Work required - Your answer must be every line of the data below that holds the string "parameter", copied exactly.

Source records -

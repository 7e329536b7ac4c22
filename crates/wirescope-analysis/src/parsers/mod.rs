//! Go source parsing: tree-sitter-go syntax trees reduced to the `GoFile`
//! model used by the index and the collaborators.

pub mod build_constraint;
pub mod error_tolerant;
pub mod go;
pub mod types;

pub use go::GoParser;
pub use types::*;
//! Go syntax model produced by the parser.
//!
//! Everything downstream (index, extractor, implementation finder, root
//! discovery) consumes these types; nothing holds on to tree-sitter nodes.

use std::fmt;

use serde::{Deserialize, Serialize};
use wirescope_core::types::collections::SmallVec4;

/// One parsed Go source file.
#[derive(Debug, Clone, Default, Serialize, Deserialize)]
pub struct GoFile {
    /// Root-relative path, `/`-separated.
    pub path: String,
    pub package: String,
    pub imports: Vec<GoImport>,
    /// Expression of the `//go:build` line (or joined `// +build` lines).
    pub build_constraint: Option<String>,
    pub types: Vec<TypeDecl>,
    pub functions: Vec<FuncDecl>,
    pub content_hash: u64,
    pub error_count: u32,
    /// 1-based line of the first syntax error.
    pub first_error_line: Option<u32>,
}

impl GoFile {
    pub fn has_errors(&self) -> bool {
        self.error_count > 0
    }

    /// Look up a type declared in this file.
    pub fn type_decl(&self, name: &str) -> Option<&TypeDecl> {
        self.types.iter().find(|t| t.name == name)
    }

    /// Import whose explicit alias is `alias`.
    pub fn import_with_alias(&self, alias: &str) -> Option<&GoImport> {
        self.imports.iter().find(|i| i.alias.as_deref() == Some(alias))
    }
}

/// An import spec.
#[derive(Debug, Clone, PartialEq, Eq, Serialize, Deserialize)]
pub struct GoImport {
    pub path: String,
    /// Explicit name: an identifier, `_` or `.`.
    pub alias: Option<String>,
}

impl GoImport {
    /// Local name guessed from the import path when the package itself is
    /// not available: last element, skipping a `/vN` major-version suffix and
    /// a `gopkg.in`-style `.vN` suffix.
    pub fn default_local_name(&self) -> &str {
        let mut segments = self.path.rsplit('/');
        let last = segments.next().unwrap_or(&self.path);
        let last = if is_major_version(last) {
            segments.next().unwrap_or(last)
        } else {
            last
        };
        match last.rfind(".v") {
            Some(idx) if is_major_version(&last[idx + 1..]) => &last[..idx],
            _ => last,
        }
    }

    pub fn is_blank(&self) -> bool {
        self.alias.as_deref() == Some("_")
    }

    pub fn is_dot(&self) -> bool {
        self.alias.as_deref() == Some(".")
    }
}

fn is_major_version(segment: &str) -> bool {
    segment
        .strip_prefix('v')
        .is_some_and(|n| !n.is_empty() && n.chars().all(|c| c.is_ascii_digit()))
}

/// A top-level type declaration (`type X ...` or `type X = ...`).
#[derive(Debug, Clone, Serialize, Deserialize)]
pub struct TypeDecl {
    pub name: String,
    pub kind: TypeDeclKind,
    /// Type parameter names, empty for non-generic declarations.
    pub type_params: Vec<String>,
    pub line: u32,
}

impl TypeDecl {
    pub fn is_interface(&self) -> bool {
        matches!(self.kind, TypeDeclKind::Interface(_))
    }

    pub fn is_alias(&self) -> bool {
        matches!(self.kind, TypeDeclKind::Alias(_))
    }

    pub fn is_type_param(&self, name: &str) -> bool {
        self.type_params.iter().any(|p| p == name)
    }
}

#[derive(Debug, Clone, Serialize, Deserialize)]
pub enum TypeDeclKind {
    Struct(Vec<StructField>),
    Interface(InterfaceDecl),
    /// `type X = Y`
    Alias(TypeExpr),
    /// `type X Y` where `Y` is not a struct or interface literal.
    Named(TypeExpr),
}

#[derive(Debug, Clone, Serialize, Deserialize)]
pub struct StructField {
    pub name: String,
    pub ty: TypeExpr,
    pub embedded: bool,
}

#[derive(Debug, Clone, Default, Serialize, Deserialize)]
pub struct InterfaceDecl {
    pub methods: Vec<MethodSig>,
    /// Embedded interfaces (`io.Reader`, `Base`).
    pub embeds: Vec<TypeExpr>,
}

/// A method signature with parameter names dropped.
#[derive(Debug, Clone, Serialize, Deserialize)]
pub struct MethodSig {
    pub name: String,
    pub params: SmallVec4<TypeExpr>,
    pub results: SmallVec4<TypeExpr>,
}

/// A function or method declaration.
#[derive(Debug, Clone, Serialize, Deserialize)]
pub struct FuncDecl {
    pub name: String,
    pub receiver: Option<Receiver>,
    pub params: SmallVec4<TypeExpr>,
    pub results: SmallVec4<TypeExpr>,
    pub calls: Vec<CallSite>,
    pub line: u32,
}

impl FuncDecl {
    pub fn is_method(&self) -> bool {
        self.receiver.is_some()
    }

    pub fn signature(&self) -> MethodSig {
        MethodSig {
            name: self.name.clone(),
            params: self.params.clone(),
            results: self.results.clone(),
        }
    }
}

#[derive(Debug, Clone, PartialEq, Eq, Serialize, Deserialize)]
pub struct Receiver {
    pub type_name: String,
    pub is_pointer: bool,
}

/// A call inside a function body: `receiver.callee(arguments...)`.
#[derive(Debug, Clone, PartialEq, Eq, Serialize, Deserialize)]
pub struct CallSite {
    pub receiver: Option<String>,
    pub callee: String,
    /// Source text of each argument expression.
    pub arguments: Vec<String>,
    pub line: u32,
}

#[derive(Debug, Clone, Copy, PartialEq, Eq, Hash, Serialize, Deserialize)]
pub enum ChanDir {
    Both,
    Send,
    Recv,
}

/// A syntactic Go type.
#[derive(Debug, Clone, PartialEq, Eq, Hash, Serialize, Deserialize)]
pub enum TypeExpr {
    Named {
        qualifier: Option<String>,
        name: String,
    },
    Generic {
        base: Box<TypeExpr>,
        args: Vec<TypeExpr>,
    },
    Pointer(Box<TypeExpr>),
    Slice(Box<TypeExpr>),
    Array {
        len: String,
        elem: Box<TypeExpr>,
    },
    Map {
        key: Box<TypeExpr>,
        value: Box<TypeExpr>,
    },
    Chan {
        dir: ChanDir,
        elem: Box<TypeExpr>,
    },
    Func {
        params: Vec<TypeExpr>,
        results: Vec<TypeExpr>,
    },
    Variadic(Box<TypeExpr>),
    /// Anonymous struct literal, kept as source text.
    Struct(String),
    /// Anonymous interface literal, kept as source text.
    Interface(String),
    /// Anything the parser does not model, kept as source text.
    Other(String),
}

impl TypeExpr {
    pub fn named(qualifier: Option<&str>, name: &str) -> Self {
        Self::Named {
            qualifier: qualifier.map(str::to_string),
            name: name.to_string(),
        }
    }

    /// Strip every pointer layer, returning the pointee and whether any
    /// layer was removed.
    pub fn deref(&self) -> (&TypeExpr, bool) {
        let mut current = self;
        let mut is_pointer = false;
        while let TypeExpr::Pointer(inner) = current {
            current = inner;
            is_pointer = true;
        }
        (current, is_pointer)
    }

    /// The named type at the head of this expression (`Foo`, `pkg.Foo`,
    /// `Foo[T]`), ignoring generic arguments.
    pub fn head_named(&self) -> Option<(Option<&str>, &str)> {
        match self {
            TypeExpr::Named { qualifier, name } => Some((qualifier.as_deref(), name)),
            TypeExpr::Generic { base, .. } => base.head_named(),
            _ => None,
        }
    }
}

impl fmt::Display for TypeExpr {
    fn fmt(&self, f: &mut fmt::Formatter<'_>) -> fmt::Result {
        match self {
            TypeExpr::Named {
                qualifier: Some(q),
                name,
            } => write!(f, "{q}.{name}"),
            TypeExpr::Named {
                qualifier: None,
                name,
            } => f.write_str(name),
            TypeExpr::Generic { base, args } => {
                write!(f, "{base}[")?;
                write_list(f, args)?;
                f.write_str("]")
            }
            TypeExpr::Pointer(inner) => write!(f, "*{inner}"),
            TypeExpr::Slice(elem) => write!(f, "[]{elem}"),
            TypeExpr::Array { len, elem } => write!(f, "[{len}]{elem}"),
            TypeExpr::Map { key, value } => write!(f, "map[{key}]{value}"),
            TypeExpr::Chan { dir, elem } => match dir {
                ChanDir::Both => write!(f, "chan {elem}"),
                ChanDir::Send => write!(f, "chan<- {elem}"),
                ChanDir::Recv => write!(f, "<-chan {elem}"),
            },
            TypeExpr::Func { params, results } => {
                f.write_str("func(")?;
                write_list(f, params)?;
                f.write_str(")")?;
                match results.len() {
                    0 => Ok(()),
                    1 => write!(f, " {}", results[0]),
                    _ => {
                        f.write_str(" (")?;
                        write_list(f, results)?;
                        f.write_str(")")
                    }
                }
            }
            TypeExpr::Variadic(inner) => write!(f, "...{inner}"),
            TypeExpr::Struct(text) | TypeExpr::Interface(text) | TypeExpr::Other(text) => {
                f.write_str(text)
            }
        }
    }
}

fn write_list(f: &mut fmt::Formatter<'_>, items: &[TypeExpr]) -> fmt::Result {
    for (i, item) in items.iter().enumerate() {
        if i > 0 {
            f.write_str(", ")?;
        }
        write!(f, "{item}")?;
    }
    Ok(())
}

#[cfg(test)]
mod tests {
    use super::*;

    #[test]
    fn default_local_names() {
        let import = |path: &str| GoImport {
            path: path.to_string(),
            alias: None,
        };
        assert_eq!(import("example.com/app/service").default_local_name(), "service");
        assert_eq!(import("github.com/jackc/pgx/v5").default_local_name(), "pgx");
        assert_eq!(import("gopkg.in/yaml.v3").default_local_name(), "yaml");
        assert_eq!(import("fmt").default_local_name(), "fmt");
    }

    #[test]
    fn display_renders_go_syntax() {
        let ty = TypeExpr::Map {
            key: Box::new(TypeExpr::named(None, "string")),
            value: Box::new(TypeExpr::Pointer(Box::new(TypeExpr::named(
                Some("repository"),
                "User",
            )))),
        };
        assert_eq!(ty.to_string(), "map[string]*repository.User");

        let func = TypeExpr::Func {
            params: vec![TypeExpr::named(None, "int")],
            results: vec![TypeExpr::named(None, "string"), TypeExpr::named(None, "error")],
        };
        assert_eq!(func.to_string(), "func(int) (string, error)");
    }

    #[test]
    fn deref_strips_all_pointer_layers() {
        let ty = TypeExpr::Pointer(Box::new(TypeExpr::Pointer(Box::new(TypeExpr::named(
            None, "Config",
        )))));
        let (inner, is_pointer) = ty.deref();
        assert!(is_pointer);
        assert_eq!(inner, &TypeExpr::named(None, "Config"));
    }
}
//! Parser errors.

use std::path::PathBuf;

use super::error_code::{self, WirescopeErrorCode};

/// Errors that can occur while parsing a Go source file.
#[derive(Debug, thiserror::Error)]
pub enum ParseError {
    #[error("Grammar could not be loaded: {message}")]
    GrammarLoad { message: String },

    #[error("Tree-sitter produced no tree for {path}")]
    NoTree { path: PathBuf },

    #[error("Source of {path} is not valid UTF-8")]
    InvalidUtf8 { path: PathBuf },

    #[error("Unsupported file: {path}")]
    UnsupportedFile { path: PathBuf },
}

impl WirescopeErrorCode for ParseError {
    fn error_code(&self) -> &'static str {
        match self {
            Self::UnsupportedFile { .. } => error_code::UNSUPPORTED_FILE,
            _ => error_code::PARSE_ERROR,
        }
    }
}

Written response -
    /// Type parameter names, empty for non-generic declarations.
/// A method signature with parameter names dropped.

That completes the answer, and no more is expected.